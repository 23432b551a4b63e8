use serde::{Deserialize, Serialize};

/// Identifies one of the four record kinds.
#[derive(
    Debug, Clone, Copy, PartialEq, Eq, PartialOrd, Ord, Hash, Serialize, Deserialize, clap::ValueEnum,
)]
#[serde(rename_all = "snake_case")]
pub enum EntryKind {
    /// Funds carried over from the previous committee.
    Initial,
    /// Weekly collections per zone.
    Weekly,
    /// Donor contributions.
    Donor,
    /// Expenses.
    Expense,
}

serde_plain::derive_display_from_serialize!(EntryKind);
serde_plain::derive_fromstr_from_deserialize!(EntryKind);

impl EntryKind {
    /// All kinds, in the order they are published.
    pub const ALL: [EntryKind; 4] = [
        EntryKind::Initial,
        EntryKind::Weekly,
        EntryKind::Donor,
        EntryKind::Expense,
    ];

    /// A human readable, plural name used in command output.
    pub fn plural(&self) -> &'static str {
        match self {
            EntryKind::Initial => "initial balances",
            EntryKind::Weekly => "weekly collections",
            EntryKind::Donor => "donations",
            EntryKind::Expense => "expenses",
        }
    }
}

/// Which collections a command applies to: every kind or just one.
#[derive(Debug, Clone, Copy, PartialEq, Eq, Serialize, Deserialize, clap::ValueEnum)]
#[serde(rename_all = "snake_case")]
pub enum Scope {
    All,
    Initial,
    Weekly,
    Donor,
    Expense,
}

serde_plain::derive_display_from_serialize!(Scope);
serde_plain::derive_fromstr_from_deserialize!(Scope);

impl Scope {
    /// The kinds covered by this scope, in publish order.
    pub fn kinds(&self) -> Vec<EntryKind> {
        match self {
            Scope::All => EntryKind::ALL.to_vec(),
            Scope::Initial => vec![EntryKind::Initial],
            Scope::Weekly => vec![EntryKind::Weekly],
            Scope::Donor => vec![EntryKind::Donor],
            Scope::Expense => vec![EntryKind::Expense],
        }
    }
}

impl From<EntryKind> for Scope {
    fn from(kind: EntryKind) -> Self {
        match kind {
            EntryKind::Initial => Scope::Initial,
            EntryKind::Weekly => Scope::Weekly,
            EntryKind::Donor => Scope::Donor,
            EntryKind::Expense => Scope::Expense,
        }
    }
}

#[cfg(test)]
mod tests {
    use super::*;
    use std::str::FromStr;

    #[test]
    fn test_kind_display_and_parse() {
        assert_eq!(EntryKind::Weekly.to_string(), "weekly");
        assert_eq!(EntryKind::from_str("donor").unwrap(), EntryKind::Donor);
        assert!(EntryKind::from_str("income").is_err());
    }

    #[test]
    fn test_scope_kinds() {
        assert_eq!(Scope::All.kinds(), EntryKind::ALL.to_vec());
        assert_eq!(Scope::Expense.kinds(), vec![EntryKind::Expense]);
        assert_eq!(Scope::from(EntryKind::Initial), Scope::Initial);
    }
}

·····

- _DIRECTIONS_: The data above must be reproduced in full, exactly as given.

- _PROBLEM SOLUTION_:
repository 23432b551a4b63e8
use serde::{Deserialize, Serialize};

/// Identifies one of the four record kinds.
#[derive(
    Debug, Clone, Copy, PartialEq, Eq, PartialOrd, Ord, Hash, Serialize, Deserialize, clap::ValueEnum,
)]
#[serde(rename_all = "snake_case")]
pub enum EntryKind {
    /// Funds carried over from the previous committee.
    Initial,
    /// Weekly collections per zone.
    Weekly,
    /// Donor contributions.
    Donor,
    /// Expenses.
    Expense,
}

serde_plain::derive_display_from_serialize!(EntryKind);
serde_plain::derive_fromstr_from_deserialize!(EntryKind);

impl EntryKind {
    /// All kinds, in the order they are published.
    pub const ALL: [EntryKind; 4] = [
        EntryKind::Initial,
        EntryKind::Weekly,
        EntryKind::Donor,
        EntryKind::Expense,
    ];

    /// A human readable, plural name used in command output.
    pub fn plural(&self) -> &'static str {
        match self {
            EntryKind::Initial => "initial balances",
            EntryKind::Weekly => "weekly collections",
            EntryKind::Donor => "donations",
            EntryKind::Expense => "expenses",
        }
    }
}

/// Which collections a command applies to: every kind or just one.
#[derive(Debug, Clone, Copy, PartialEq, Eq, Serialize, Deserialize, clap::ValueEnum)]
#[serde(rename_all = "snake_case")]
pub enum Scope {
    All,
    Initial,
    Weekly,
    Donor,
    Expense,
}

serde_plain::derive_display_from_serialize!(Scope);
serde_plain::derive_fromstr_from_deserialize!(Scope);

impl Scope {
    /// The kinds covered by this scope, in publish order.
    pub fn kinds(&self) -> Vec<EntryKind> {
        match self {
            Scope::All => EntryKind::ALL.to_vec(),
            Scope::Initial => vec![EntryKind::Initial],
            Scope::Weekly => vec![EntryKind::Weekly],
            Scope::Donor => vec![EntryKind::Donor],
            Scope::Expense => vec![EntryKind::Expense],
        }
    }
}

impl From<EntryKind> for Scope {
    fn from(kind: EntryKind) -> Self {
        match kind {
            EntryKind::Initial => Scope::Initial,
            EntryKind::Weekly => Scope::Weekly,
            EntryKind::Donor => Scope::Donor,
            EntryKind::Expense => Scope::Expense,
        }
    }
}

#[cfg(test)]
mod tests {
    use super::*;
    use std::str::FromStr;

    #[test]
    fn test_kind_display_and_parse() {
        assert_eq!(EntryKind::Weekly.to_string(), "weekly");
        assert_eq!(EntryKind::from_str("donor").unwrap(), EntryKind::Donor);
        assert!(EntryKind::from_str("income").is_err());
    }

    #[test]
    fn test_scope_kinds() {
        assert_eq!(Scope::All.kinds(), EntryKind::ALL.to_vec());
        assert_eq!(Scope::Expense.kinds(), vec![EntryKind::Expense]);
        assert_eq!(Scope::from(EntryKind::Initial), Scope::Initial);
    }
}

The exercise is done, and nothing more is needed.